Yesterday, so many people struggled with the wind during the climb up Cerro Negro that nearly half our group bailed on the hike up Telica Volcano. I wish they would have bailed before the guide, who listened to all the complaining about Cerro Negro, shortened our scheduled hike by three hours. But I think there were only two of us that voted against a shorter hike, so we were out-voted regardless of how many people ended up going.

The good news is this tour required an all wheel drive vehicle, and the tour provided two large vehicles for only seven of us, so we got quite a bit of space. Barb, Silvia and I traveled in one car while Connie, Isabella, Janet, and Linda followed behind us.
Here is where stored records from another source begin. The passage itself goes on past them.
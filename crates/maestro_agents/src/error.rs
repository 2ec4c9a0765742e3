//! Error types for the agents module.

use thiserror::Error;

/// Result type alias for agent operations.
pub type AgentResult<T> = Result<T, AgentError>;

/// Errors that can occur while registering, selecting or running agents.
#[derive(Error, Debug)]
pub enum AgentError {
    #[error("Agent not found: {0}")]
    NotFound(String),

    #[error("Agent already registered: {0}")]
    AlreadyRegistered(String),

    #[error("No candidate agent found for task type '{task_type}'")]
    NoCandidate { task_type: String },

    #[error("Agent execution failed: {agent} - {message}")]
    ExecutionFailed { agent: String, message: String },

    #[error("Agent {agent} timed out after {timeout_ms}ms")]
    Timeout { agent: String, timeout_ms: u64 },

    #[error("Invalid configuration: {0}")]
    InvalidConfiguration(String),

    #[error("IO error: {0}")]
    Io(#[from] std::io::Error),

    #[error("YAML error: {0}")]
    Yaml(#[from] serde_yaml::Error),
}

impl AgentError {
    /// Create an execution failed error.
    pub fn execution_failed(agent: impl Into<String>, message: impl Into<String>) -> Self {
        Self::ExecutionFailed {
            agent: agent.into(),
            message: message.into(),
        }
    }

    /// Create a no-candidate error.
    pub fn no_candidate(task_type: impl Into<String>) -> Self {
        Self::NoCandidate {
            task_type: task_type.into(),
        }
    }
}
Once again we stopped for water at the market before we continued for at least an hour to Telica Volcano. We turned off the Pan-American highway and onto a dirt road. Amazingly, not only does this one lane, dirt road provide a way to the volcano, it is also a bus route! A school bus comes twice a day to shuttle the families who live in the area into town. I saw the bus pick up some riders, but there was not an official bus stop (as we would know it), so I am not exactly sure how the bus schedule works. Of course the road is also home to ox, horseback riders, and tourists too!

IMG_0871 ox

The road got rougher as we drove further past the farm land and into the forest. Eventually, we reached a very small area with a tree or two where we parked the vehicles and prepared for the hike. The trail led us up one of the most active volcanoes in Nicaragua that erupts about every four years. We climbed loose, red volcanic rock beneath the bright sun. The light breeze was welcome, and frankly I found myself thankful for the unseasonably breezy week which kept away bugs and cooled us down on most days.
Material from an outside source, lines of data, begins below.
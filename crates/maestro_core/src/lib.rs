//! # maestro_core
//!
//! Ties the workflow planner to the agent delegator.
//!
//! [`ContentOrchestrator`] plans a content request, then dispatches one task
//! per phase through the delegator. Runs of parallel phases are awaited
//! together; a failed critical phase stops dispatch and the remaining
//! phases are reported as skipped.
//!
//! # Example
//!
//! ```rust,no_run
//! use maestro_core::{ContentOrchestrator, MaestroConfig};
//! use maestro_workflow::AnalysisResult;
//!
//! # async fn run() -> maestro_core::CoreResult<()> {
//! let orchestrator = ContentOrchestrator::from_config(&MaestroConfig::default())?;
//! let request = AnalysisResult::new("research-summary").complexity(2);
//! let report = orchestrator.orchestrate(&request, "wf-42").await?;
//! println!("{:?}: {} phases", report.state, report.phases.len());
//! # Ok(())
//! # }
//! ```

pub mod config;
pub mod error;
pub mod orchestrator;

pub use config::MaestroConfig;
pub use error::{CoreError, CoreResult};
pub use orchestrator::{
    ContentOrchestrator, OrchestrationReport, OrchestrationState, PhaseOutcome, PhaseStatus,
};
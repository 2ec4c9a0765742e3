//! Mutable per-agent runtime bookkeeping.

use serde::{Deserialize, Serialize};

/// Availability of an agent.
#[derive(Debug, Clone, Copy, Default, Serialize, Deserialize, PartialEq, Eq)]
#[serde(rename_all = "snake_case")]
pub enum AgentStatus {
    #[default]
    Available,
    Busy,
}

/// Runtime state of a registered agent.
#[derive(Debug, Clone, Serialize, Deserialize)]
pub struct AgentRuntimeState {
    pub status: AgentStatus,
    /// Tasks currently assigned
    pub current_tasks: u32,
    /// Tasks completed successfully
    pub completed: u64,
    /// Tasks that failed
    pub failed: u64,
    /// Running average of observed response times (ms)
    pub avg_response_ms: f64,
    /// completed / (completed + failed), 1.0 before any task finished
    pub success_rate: f64,
    /// Sequence number of the most recent assignment
    pub last_assigned: Option<u64>,
}

impl AgentRuntimeState {
    /// Fresh state seeded with the descriptor's response estimate.
    pub fn new(estimated_response_ms: u64) -> Self {
        Self {
            status: AgentStatus::Available,
            current_tasks: 0,
            completed: 0,
            failed: 0,
            avg_response_ms: estimated_response_ms as f64,
            success_rate: 1.0,
            last_assigned: None,
        }
    }

    /// Share of the concurrency cap in use (0.0 - 1.0).
    pub fn load_ratio(&self, max_concurrent: u32) -> f64 {
        if max_concurrent == 0 {
            return 1.0;
        }
        (self.current_tasks as f64 / max_concurrent as f64).min(1.0)
    }

    pub fn at_capacity(&self, max_concurrent: u32) -> bool {
        self.current_tasks >= max_concurrent
    }

    /// Record a new assignment.
    pub fn begin_task(&mut self, sequence: u64, max_concurrent: u32) {
        self.current_tasks += 1;
        self.last_assigned = Some(sequence);
        self.refresh_status(max_concurrent);
    }

    /// Record the end of an assignment and fold it into the metrics.
    pub fn finish_task(&mut self, success: bool, elapsed_ms: u64, max_concurrent: u32) {
        self.current_tasks = self.current_tasks.saturating_sub(1);

        if success {
            self.completed += 1;
            let n = self.completed as f64;
            self.avg_response_ms = (self.avg_response_ms * (n - 1.0) + elapsed_ms as f64) / n;
        } else {
            self.failed += 1;
        }

        let finished = self.completed + self.failed;
        self.success_rate = self.completed as f64 / finished as f64;
        self.refresh_status(max_concurrent);
    }

    fn refresh_status(&mut self, max_concurrent: u32) {
        self.status = if self.at_capacity(max_concurrent) {
            AgentStatus::Busy
        } else {
            AgentStatus::Available
        };
    }
}

#[cfg(test)]
mod tests {
    use super::*;

    #[test]
    fn test_busy_at_cap() {
        let mut state = AgentRuntimeState::new(1000);
        state.begin_task(1, 2);
        assert_eq!(state.status, AgentStatus::Available);

        state.begin_task(2, 2);
        assert_eq!(state.status, AgentStatus::Busy);
        assert!(state.at_capacity(2));

        state.finish_task(true, 500, 2);
        assert_eq!(state.status, AgentStatus::Available);
        assert_eq!(state.last_assigned, Some(2));
    }

    #[test]
    fn test_metrics_update() {
        let mut state = AgentRuntimeState::new(1000);

        state.begin_task(1, 1);
        state.finish_task(true, 200, 1);
        assert_eq!(state.completed, 1);
        assert_eq!(state.avg_response_ms, 200.0);
        assert_eq!(state.success_rate, 1.0);

        state.begin_task(2, 1);
        state.finish_task(true, 400, 1);
        assert_eq!(state.avg_response_ms, 300.0);

        state.begin_task(3, 1);
        state.finish_task(false, 50, 1);
        assert_eq!(state.failed, 1);
        assert!((state.success_rate - 2.0 / 3.0).abs() < 1e-9);
        assert_eq!(state.current_tasks, 0);
    }

    #[test]
    fn test_default_status_is_available() {
        assert_eq!(AgentStatus::default(), AgentStatus::Available);
    }

    #[test]
    fn test_load_ratio() {
        let mut state = AgentRuntimeState::new(1000);
        assert_eq!(state.load_ratio(4), 0.0);
        state.begin_task(1, 4);
        assert_eq!(state.load_ratio(4), 0.25);
        assert_eq!(state.load_ratio(0), 1.0);
    }
}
Grass, flowers and ferns managed to grow along the volcanic trail though we didn’t spot any trees until we reached the summit and looked down at the prairie on the other side of the ridge. The Telica Volcano is comprised of overlapping cones and craters. We climbed to the most prominent vent which is 700m wide and 120m deep. We could look inside the top and see the gases rising from the bottom. Had we hiked at night, we could have seen the lava. Not only was it cool to see its active, open mouth, but also it was cool to see Nicaragua’s tallest volcano, San Cristobal, which stands almost a mile high. Depending on the direction we faced, we either saw volcanic mountain ranges or farmland or both. It was quite beautiful.

After breathing the gas on the summit for a while, we descended the opposite side of the ridge to the prairie lightly covered in grass, volcanic rock, flowers and an occasional palm tree. Upon crossing the prairie, we came upon some horses that took shade beneath the only large tree. Farmers are allowed to let their horses roam on public land due to the drought. I was saddened to know the horses didn’t have a water trough. We were told they get watered a few times a week. After checking out the farmland, some of which was on fire, on the other side of the volcano we reversed our course and returned to the ridge where we climbed away from the volcano to a small weather station that took a variety of readings.

Eventually we returned to the cars, and ate our lunch in the shade of the few. I think it took more effort to stay seated in the car while four-wheeling down the road than it did to hike to the summit of the volcano. We had a fun drive and hike before returning to the hotel in mid-afternoon to pick up the rest of the group for our transfer to Managua for our final night of the trip.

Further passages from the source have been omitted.